Will Women Be Prejudiced By The Introduction Of ‘No-Fault’ Divorce?

The Divorce, Dissolution and Separation Bill is expected to come into force in Autumn 2021, doing away with the need to justify the decision to divorce.

It would be enough that one party considers that the relationship has irretrievably broken down, known as a ‘no-fault’ divorce. While the Bill has broad cross-party support, some have raised concerns that it will lead to a rise in quick, ‘DIY’ divorces and that the reforms will disproportionately prejudice women. Already, many divorcing parties lack the awareness and understanding of the need to deal properly with financial arrangements alongside the divorce process. All too often a divorcing couple will obtain a divorce and stop there. Others might agree to an arrangement (formal or otherwise) that is not fair either at the time it is made or in the future. This predominantly impacts the financially weaker party and in a heterosexual relationship this is typically a woman, although it would apply to any partner who, for example, has stayed home to raise children.
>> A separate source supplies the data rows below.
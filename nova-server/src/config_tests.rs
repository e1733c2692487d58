#[cfg(test)]
mod config_tests {
    use crate::config::{Cli, ServerConfig, DEFAULT_BODY_LIMIT};
    use clap::Parser;
    use nova_spk::EngineKind;
    use std::collections::HashMap;
    use std::path::PathBuf;

    fn env(pairs: &[(&str, &str)]) -> impl Fn(&str) -> Option<String> {
        let map: HashMap<String, String> = pairs
            .iter()
            .map(|(k, v)| (k.to_string(), v.to_string()))
            .collect();
        move |key: &str| map.get(key).cloned()
    }

    #[test]
    fn test_defaults() {
        let config = ServerConfig::default();
        assert_eq!(config.port, 3000);
        assert_eq!(config.host, "0.0.0.0");
        assert_eq!(config.static_dir, PathBuf::from("front/dist"));
        assert_eq!(config.body_limit_bytes, DEFAULT_BODY_LIMIT);
        assert_eq!(config.llm.base_url, "http://localhost:11434");
        assert_eq!(config.llm.model, "gpt-oss:20b");
        assert!(config.speech.endpoint.is_none());
        assert!(config.validate().is_ok());
    }

    #[test]
    fn test_toml_sections() {
        let config = ServerConfig::from_toml_str(
            r#"
            port = 8080

            [llm]
            model = "llama3"
            max_history = 4

            [speech]
            engine = "tone"
            sample_rate = 16000
            "#,
        )
        .unwrap();

        assert_eq!(config.port, 8080);
        assert_eq!(config.llm.model, "llama3");
        assert_eq!(config.llm.max_history, 4);
        assert_eq!(config.llm.temperature, 0.7);
        assert_eq!(config.speech.engine, EngineKind::Tone);
        assert_eq!(config.speech.sample_rate, 16_000);
    }

    #[test]
    fn test_toml_rejects_wrong_types() {
        assert!(ServerConfig::from_toml_str("port = \"many\"").is_err());
    }

    #[test]
    fn test_env_overlay() {
        let mut config = ServerConfig::default();
        config
            .apply_env(env(&[
                ("PORT", "4000"),
                ("OLLAMA_BASE_URL", "http://ollama:11434"),
                ("OLLAMA_MODEL", "mistral"),
                ("PY_TTS_URL", "http://tts:5000"),
                ("NOVA_STATIC_DIR", "/srv/front"),
            ]))
            .unwrap();

        assert_eq!(config.port, 4000);
        assert_eq!(config.llm.base_url, "http://ollama:11434");
        assert_eq!(config.llm.model, "mistral");
        assert_eq!(config.speech.endpoint.as_deref(), Some("http://tts:5000"));
        assert_eq!(config.static_dir, PathBuf::from("/srv/front"));
    }

    #[test]
    fn test_empty_env_values_are_unset() {
        let mut config = ServerConfig::default();
        config.apply_env(env(&[("PY_TTS_URL", ""), ("PORT", "  ")])).unwrap();
        assert!(config.speech.endpoint.is_none());
        assert_eq!(config.port, 3000);
    }

    #[test]
    fn test_bad_port_env() {
        let mut config = ServerConfig::default();
        assert!(config.apply_env(env(&[("PORT", "http")])).is_err());
    }

    #[test]
    fn test_cli_wins_over_env() {
        let mut config = ServerConfig::default();
        config.apply_env(env(&[("PORT", "4000"), ("OLLAMA_MODEL", "mistral")])).unwrap();

        let cli = Cli::try_parse_from(["nova-server", "--port", "5000", "--tone"]).unwrap();
        config.apply_cli(&cli);

        assert_eq!(config.port, 5000);
        assert_eq!(config.llm.model, "mistral");
        assert_eq!(config.speech.engine, EngineKind::Tone);
        assert_eq!(cli.log_level, "info");
    }

    #[test]
    fn test_validate_delegates_to_sections() {
        let mut config = ServerConfig::default();
        config.speech.endpoint = Some("tts:5000".to_string());
        assert!(config.validate().is_err());

        let mut config = ServerConfig::default();
        config.llm.max_history = 3;
        assert!(config.validate().is_err());

        let mut config = ServerConfig::default();
        config.body_limit_bytes = 0;
        assert!(config.validate().is_err());
    }
}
Why it’s so important to take legal advice when dividing finances

In cases where one party has significantly sacrificed their earnings, particularly when close to retirement, it is essential to obtain independent legal advice to understand what they are entitled to and what might be a fair division of finances post separation and divorce. This might not be an easy exercise, as financial resources now have to be shared across two households.

Pensions v Real Property

On divorce, especially where there are young children, invariably the fundamental concern of the financially weaker party (often the primary carer), is to secure a home for their and the children’s future. Understandably, they will often choose to forgo an interest in less tangible assets, such as a pension, in order to secure an interest in bricks and mortar. This can be especially problematic for women who are statistically less likely to have planned financially for their future. The Chartered Insurers Institute[1] found that, on average, at the point of divorce, women have pensions worth a third of men (£9,000 to £30,000). The average man accumulates five times the pension pot of the average woman over their lifetime. It exposes the fact that, even today, the majority of women expect to rely on their partner financially during retirement which can leave them particularly vulnerable following divorce.

Pensions are ill-understood and deciding on a fair share is not as simple as comparing the values or off-setting the value against another asset, such as the family home. Statistically, women live longer than men and have higher care costs, requiring higher pensions and greater lifetime savings. Particularly, those so-called “silver splitters” (divorcing in their 50s) who have less time to build a pension pot but also a younger couple with minor children as data shows that women are less able to make savings throughout the child’s early years.

A spouse may also not understand about possible protection through pension sharing orders or the need to take actuarial advice to address all the risk factors identified above; protection that can be a game changer later in life.

There has been some progress towards gender equality, but it is slow. Even in a world where men and women truly share domestic responsibilities, the problem remains. The risks identified above will exist as long as one earns while the other foregoes their career.

Impact of Covid-19

The economic impact of Covid-19 may mean that it is difficult for one party to provide ongoing financial support through maintenance. The payee may also struggle to obtain financial independence. The fluctuating values of investments, businesses and land might also make it harder to agree on the “true” value of the combined matrimonial wealth.

One party may try to take advantage and exploit a dominant financial position by putting pressure on their spouse to agree to a financial settlement while values are supressed. There are ways around these complications, for example, where shares in a private business are not realisable in the circumstances, a party could retain shares without voting rights to be realised under specified circumstances.

There is nothing to suggest that ‘no-fault’ divorce is likely to result in an increase in unfair outcomes for women. This is not to say that there is not a problem.., As the statistics show, women (or the primary care giver) are prejudiced by the current system and the new Bill offers no solution. In the absence of new legislative safeguards, this suggests that further action is needed to educate parties of their rights following a divorce.